# Central Pressure for a star

1. Jul 25, 2008

### arunma

I have a question about the hydrostatic equation for a star's central pressure. I know that the central pressure for a star is,

$$\dfrac{dP}{dr} = \rho \dfrac{G M}{r^2}$$

My question is: why does this blow up at $$r = 0$$? Because of the singularity, I'm not sure how I can integrate the equation in order to obtain the total gravitational pressure on a star. Can anyone help?
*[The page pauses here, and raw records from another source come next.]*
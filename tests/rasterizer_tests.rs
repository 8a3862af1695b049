// End-to-end coverage, depth and index decoding tests for the draw pipeline

mod common;

use common::*;
use rand::{Rng, SeedableRng};
use rand_chacha::ChaCha8Rng;
use swrast::{
    AttribFormat, CullMode, Framebuffer, IndexFormat, RasterizerConfig, VertexReader, LANES,
};

fn no_culling() -> RasterizerConfig {
    RasterizerConfig { cull_mode: CullMode::None, ..Default::default() }
}

#[test]
fn test_single_triangle_scenario() {
    let mut fb = Framebuffer::new(64, 64, 0);
    fb.clear(CLEAR_COLOR, 1.0);

    let shader = FlatShader::new(screen_projection(64, 64), WHITE);
    let vertices = [Vertex::new(10.0, 10.0, 0.5), Vertex::new(50.0, 10.0, 0.5), Vertex::new(10.0, 50.0, 0.5)];
    draw_indexed(&mut fb, RasterizerConfig::default(), &shader, &vertices, &[0, 1, 2]);

    assert_eq!(fb.pixel(20, 20), WHITE);
    assert_eq!(fb.pixel(5, 5), CLEAR_COLOR);
    assert_eq!(fb.pixel(60, 60), CLEAR_COLOR);
    assert_eq!(shader.pixels_shaded(), count_color(&fb, WHITE));
}

#[test]
fn test_culling_both_orientations() {
    let vertices = [Vertex::new(10.0, 10.0, 0.5), Vertex::new(50.0, 10.0, 0.5), Vertex::new(10.0, 50.0, 0.5)];
    let clockwise = [0, 1, 2];
    let counter_clockwise = [0, 2, 1];

    let lit = |cull_mode: CullMode, indices: &[u32]| {
        let mut fb = Framebuffer::new(64, 64, 0);
        fb.clear(CLEAR_COLOR, 1.0);
        let shader = FlatShader::new(screen_projection(64, 64), WHITE);
        draw_indexed(&mut fb, RasterizerConfig { cull_mode, ..Default::default() }, &shader, &vertices, indices);
        count_color(&fb, WHITE)
    };

    let full = lit(CullMode::None, &clockwise);
    assert!(full > 0);
    assert_eq!(lit(CullMode::None, &counter_clockwise), full);

    assert_eq!(lit(CullMode::CounterClockwise, &clockwise), full);
    assert_eq!(lit(CullMode::CounterClockwise, &counter_clockwise), 0);

    assert_eq!(lit(CullMode::Clockwise, &clockwise), 0);
    assert_eq!(lit(CullMode::Clockwise, &counter_clockwise), full);
}

/// Reference coverage: pixel (x, y) is lit when all three integer edge
/// functions are non-negative for the triangle's orientation.
fn reference_coverage(points: [(i32, i32); 3], size: i32) -> usize {
    let edge = |a: (i32, i32), b: (i32, i32), p: (i32, i32)| (b.0 - a.0) * (p.1 - a.1) - (b.1 - a.1) * (p.0 - a.0);
    let [p0, p1, p2] = points;
    let sign = edge(p0, p1, p2).signum();

    let mut count = 0;
    for y in 0..size {
        for x in 0..size {
            let w = [edge(p1, p2, (x, y)), edge(p2, p0, (x, y)), edge(p0, p1, (x, y))];
            if w.iter().all(|&e| e * sign >= 0) {
                count += 1;
            }
        }
    }
    count
}

#[test]
fn test_coverage_matches_edge_functions_and_converges_to_area() {
    let mut rng = ChaCha8Rng::seed_from_u64(42);

    for _ in 0..6 {
        // Lattice points in 1/64 units map to exact pixel coordinates at every size below.
        let (points, area) = loop {
            let pts: [(i32, i32); 3] = std::array::from_fn(|_| (rng.gen_range(0..=64), rng.gen_range(0..=64)));
            let [a, b, c] = pts;
            let area = ((b.0 - a.0) * (c.1 - a.1) - (c.0 - a.0) * (b.1 - a.1)).abs() as f64 / 2.0;
            if area > 300.0 {
                break (pts, area / (64.0 * 64.0));
            }
        };

        let mut errors = Vec::new();
        for size in [64u32, 256, 1024] {
            let scale = size as i32 / 64;
            let vertices: Vec<Vertex> = points
                .iter()
                .map(|&(x, y)| Vertex::new((x * scale) as f32, (y * scale) as f32, 0.5))
                .collect();

            let mut fb = Framebuffer::new(size, size, 0);
            fb.clear(CLEAR_COLOR, 1.0);
            let shader = FlatShader::new(screen_projection(size, size), WHITE);
            draw_indexed(&mut fb, no_culling(), &shader, &vertices, &[0, 1, 2]);

            let lit = count_color(&fb, WHITE);
            if size <= 256 {
                let scaled = points.map(|(x, y)| (x * scale, y * scale));
                assert_eq!(lit, reference_coverage(scaled, size as i32), "{points:?} at {size}");
            }

            let analytic = area * (size * size) as f64;
            errors.push((lit as f64 - analytic).abs() / analytic);
        }

        assert!(errors[2] < errors[0], "{points:?}: {errors:?}");
        assert!(errors[2] < 0.02, "{points:?}: {errors:?}");
    }
}

#[test]
fn test_depth_test_is_idempotent() {
    let mut fb = Framebuffer::new(64, 64, 0);
    fb.clear(CLEAR_COLOR, 1.0);

    let shader = FlatShader::new(screen_projection(64, 64), WHITE);
    let vertices = [Vertex::new(4.0, 4.0, 0.3), Vertex::new(60.0, 8.0, 0.6), Vertex::new(12.0, 60.0, 0.9)];

    draw_indexed(&mut fb, no_culling(), &shader, &vertices, &[0, 1, 2]);
    let first_pass = shader.pixels_shaded();
    let depth = fb.depth().to_vec();
    assert!(first_pass > 0);

    draw_indexed(&mut fb, no_culling(), &shader, &vertices, &[0, 1, 2]);
    assert_eq!(shader.pixels_shaded(), first_pass);
    assert_eq!(fb.depth(), &depth[..]);
}

#[test]
fn test_depth_picks_nearest_triangle() {
    let mut fb = Framebuffer::new(64, 64, 0);
    fb.clear(CLEAR_COLOR, 1.0);

    let far = FlatShader::new(screen_projection(64, 64), 0xFF00_00FF);
    let near = FlatShader::new(screen_projection(64, 64), 0xFFFF_0000);
    let quad = |z: f32| {
        [Vertex::new(0.0, 0.0, z), Vertex::new(64.0, 0.0, z), Vertex::new(0.0, 64.0, z), Vertex::new(64.0, 64.0, z)]
    };
    let indices = [0, 1, 2, 1, 3, 2];

    draw_indexed(&mut fb, RasterizerConfig::default(), &near, &quad(0.2), &indices);
    draw_indexed(&mut fb, RasterizerConfig::default(), &far, &quad(0.8), &indices);

    assert_eq!(count_color(&fb, 0xFFFF_0000), 64 * 64);
    assert!(fb.depth().iter().all(|&d| (d - 0.2).abs() < 1e-6));
}

#[test]
fn test_index_formats_are_equivalent() {
    let mut rng = ChaCha8Rng::seed_from_u64(7);
    let vertices: Vec<Vertex> = (0..200)
        .map(|_| Vertex::with_uv(rng.gen_range(0.0..128.0), rng.gen_range(0.0..128.0), rng.gen_range(0.1..0.9), rng.gen(), rng.gen()))
        .collect();
    let indices: Vec<u32> = (0..150).map(|_| rng.gen_range(0..200)).collect();

    let as_u8: Vec<u8> = indices.iter().map(|&i| i as u8).collect();
    let as_u16: Vec<u16> = indices.iter().map(|&i| i as u16).collect();
    let vertex_bytes: &[u8] = bytemuck::cast_slice(&vertices);

    let readers = [
        VertexReader::new(vertex_bytes, &as_u8, indices.len(), IndexFormat::U8).unwrap(),
        VertexReader::new(vertex_bytes, bytemuck::cast_slice(&as_u16), indices.len(), IndexFormat::U16).unwrap(),
        VertexReader::new(vertex_bytes, bytemuck::cast_slice(&indices), indices.len(), IndexFormat::U32).unwrap(),
    ];

    let gathered: Vec<Vec<[u32; LANES]>> = readers
        .into_iter()
        .map(|mut reader| {
            let mut out = Vec::new();
            for offset in (0..indices.len()).step_by(LANES * 3) {
                for corner in reader.read_triangle_indices(offset) {
                    reader.set_indices(corner);
                    let [x, y, z, u, v] = reader.read_attribs::<5>(0, STRIDE, AttribFormat::F32);
                    out.extend([x, y, z, u, v].map(|a| a.0.map(f32::to_bits)));
                }
            }
            out
        })
        .collect();

    assert_eq!(gathered[0], gathered[1]);
    assert_eq!(gathered[1], gathered[2]);

    // The rendered images agree as well.
    let render = |index_bytes: &[u8], format: IndexFormat| {
        let mut fb = Framebuffer::new(128, 128, 0);
        fb.clear(CLEAR_COLOR, 1.0);
        let shader = UvShader { mvp: screen_projection(128, 128) };
        let mut reader = VertexReader::new(vertex_bytes, index_bytes, indices.len(), format).unwrap();
        swrast::Rasterizer::new(no_culling()).draw(&mut fb, &mut reader, &shader);
        fb.color().to_vec()
    };
    let reference = render(bytemuck::cast_slice(&indices), IndexFormat::U32);
    assert_eq!(render(&as_u8, IndexFormat::U8), reference);
    assert_eq!(render(bytemuck::cast_slice(&as_u16), IndexFormat::U16), reference);
}

#[test]
fn test_partial_and_empty_draws() {
    let mut fb = Framebuffer::new(64, 64, 0);
    fb.clear(CLEAR_COLOR, 1.0);
    let shader = FlatShader::new(screen_projection(64, 64), WHITE);
    let vertices = [Vertex::new(10.0, 10.0, 0.5), Vertex::new(50.0, 10.0, 0.5), Vertex::new(10.0, 50.0, 0.5)];

    // Fewer than three indices draw nothing
    draw_indexed(&mut fb, no_culling(), &shader, &vertices, &[0, 1]);
    draw_indexed(&mut fb, no_culling(), &shader, &vertices, &[]);
    assert_eq!(count_color(&fb, WHITE), 0);

    // A trailing partial triangle is ignored
    draw_indexed(&mut fb, no_culling(), &shader, &vertices, &[0, 1, 2, 2]);
    assert!(count_color(&fb, WHITE) > 0);
}

#[test]
fn test_offscreen_and_degenerate_triangles_are_dropped() {
    let mut fb = Framebuffer::new(64, 64, 0);
    fb.clear(CLEAR_COLOR, 1.0);
    let shader = FlatShader::new(screen_projection(64, 64), WHITE);
    let vertices = [
        // Entirely left of the viewport
        Vertex::new(-90.0, 10.0, 0.5),
        Vertex::new(-50.0, 10.0, 0.5),
        Vertex::new(-90.0, 50.0, 0.5),
        // Zero area
        Vertex::new(10.0, 10.0, 0.5),
        Vertex::new(30.0, 30.0, 0.5),
        Vertex::new(50.0, 50.0, 0.5),
        // Beyond the far plane
        Vertex::new(10.0, 10.0, 1.5),
        Vertex::new(50.0, 10.0, 1.5),
        Vertex::new(10.0, 50.0, 1.5),
    ];

    draw_indexed(&mut fb, no_culling(), &shader, &vertices, &[0, 1, 2, 3, 4, 5, 6, 7, 8]);
    assert_eq!(shader.pixels_shaded(), 0);
    assert_eq!(count_color(&fb, CLEAR_COLOR), 64 * 64);
}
Thanks.

2. Jul 26, 2008

### Astronuc

Staff Emeritus
Well, firstly since M = M(r).

Think about the equation and what it is decribing, and the domain in which it is valid, i.e. pressure and density must increase as one descends toward the center of the star.

These might help.

http://galileo.phys.virginia.edu/classes/152.mf1i.spring02/GravField.htm

http://www.yale.edu/phys180/lecture_notes/180_Lect_31/sld007.htm [Broken]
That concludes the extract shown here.